STUDY MATERIAL Start Marker
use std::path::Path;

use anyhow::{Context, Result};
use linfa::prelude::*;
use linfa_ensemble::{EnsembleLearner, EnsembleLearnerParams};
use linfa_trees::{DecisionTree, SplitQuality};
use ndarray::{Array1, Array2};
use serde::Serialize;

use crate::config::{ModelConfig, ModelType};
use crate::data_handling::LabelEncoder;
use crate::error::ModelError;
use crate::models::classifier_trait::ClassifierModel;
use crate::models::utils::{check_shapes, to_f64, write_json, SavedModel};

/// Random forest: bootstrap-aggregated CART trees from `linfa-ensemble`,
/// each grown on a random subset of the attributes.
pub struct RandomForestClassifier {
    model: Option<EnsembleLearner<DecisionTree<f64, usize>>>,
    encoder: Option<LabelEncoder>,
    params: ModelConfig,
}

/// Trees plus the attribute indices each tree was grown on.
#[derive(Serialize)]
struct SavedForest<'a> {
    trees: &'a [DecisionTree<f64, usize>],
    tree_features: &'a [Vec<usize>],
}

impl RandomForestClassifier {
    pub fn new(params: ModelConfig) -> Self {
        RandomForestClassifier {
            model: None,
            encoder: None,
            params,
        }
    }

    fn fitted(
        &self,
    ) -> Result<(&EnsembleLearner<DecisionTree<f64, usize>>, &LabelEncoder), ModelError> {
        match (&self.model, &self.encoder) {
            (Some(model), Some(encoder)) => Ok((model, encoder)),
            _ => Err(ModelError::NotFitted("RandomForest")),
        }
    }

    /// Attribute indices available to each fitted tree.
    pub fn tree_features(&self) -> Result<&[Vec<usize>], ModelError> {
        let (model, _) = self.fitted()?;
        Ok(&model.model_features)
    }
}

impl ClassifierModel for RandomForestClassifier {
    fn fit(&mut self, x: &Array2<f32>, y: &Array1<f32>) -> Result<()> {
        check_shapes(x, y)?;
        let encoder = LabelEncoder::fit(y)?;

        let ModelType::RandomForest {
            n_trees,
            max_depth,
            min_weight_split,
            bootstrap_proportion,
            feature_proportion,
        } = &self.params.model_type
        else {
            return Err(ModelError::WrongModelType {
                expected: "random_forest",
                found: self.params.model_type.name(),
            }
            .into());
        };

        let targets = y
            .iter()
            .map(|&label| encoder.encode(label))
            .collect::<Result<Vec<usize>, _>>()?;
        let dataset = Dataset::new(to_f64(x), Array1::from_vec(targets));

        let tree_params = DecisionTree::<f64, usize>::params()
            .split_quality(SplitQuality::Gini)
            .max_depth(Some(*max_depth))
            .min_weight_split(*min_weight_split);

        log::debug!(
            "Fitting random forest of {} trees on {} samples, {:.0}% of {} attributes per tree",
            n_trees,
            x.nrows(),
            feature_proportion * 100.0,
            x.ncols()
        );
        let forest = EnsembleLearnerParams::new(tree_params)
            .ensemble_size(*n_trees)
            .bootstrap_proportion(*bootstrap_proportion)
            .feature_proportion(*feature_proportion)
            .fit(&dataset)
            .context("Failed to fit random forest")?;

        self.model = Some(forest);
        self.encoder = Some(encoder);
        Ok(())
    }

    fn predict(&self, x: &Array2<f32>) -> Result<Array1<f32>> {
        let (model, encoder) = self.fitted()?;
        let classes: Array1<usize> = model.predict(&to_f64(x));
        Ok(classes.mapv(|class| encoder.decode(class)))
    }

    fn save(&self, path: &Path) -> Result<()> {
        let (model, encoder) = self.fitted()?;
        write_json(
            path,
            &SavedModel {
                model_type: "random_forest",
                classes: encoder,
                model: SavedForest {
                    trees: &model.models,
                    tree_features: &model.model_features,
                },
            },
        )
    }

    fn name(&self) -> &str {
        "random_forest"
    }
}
STUDY MATERIAL End Marker
• _YOUR OBJECTIVE_
In the entries above, please find the line with "dataset = Dataset::new(to_f64(x), Array1::from_vec(targets));" and the line with "fn predict(&self, x: &Array2<f32>)", then write out exactly those two lines and every line between them, and nothing more.

• _RESPONSE TO THIS EXERCISE_
        let dataset = Dataset::new(to_f64(x), Array1::from_vec(targets));

        let tree_params = DecisionTree::<f64, usize>::params()
            .split_quality(SplitQuality::Gini)
            .max_depth(Some(*max_depth))
            .min_weight_split(*min_weight_split);

        log::debug!(
            "Fitting random forest of {} trees on {} samples, {:.0}% of {} attributes per tree",
            n_trees,
            x.nrows(),
            feature_proportion * 100.0,
            x.ncols()
        );
        let forest = EnsembleLearnerParams::new(tree_params)
            .ensemble_size(*n_trees)
            .bootstrap_proportion(*bootstrap_proportion)
            .feature_proportion(*feature_proportion)
            .fit(&dataset)
            .context("Failed to fit random forest")?;

        self.model = Some(forest);
        self.encoder = Some(encoder);
        Ok(())
    }

    fn predict(&self, x: &Array2<f32>) -> Result<Array1<f32>> {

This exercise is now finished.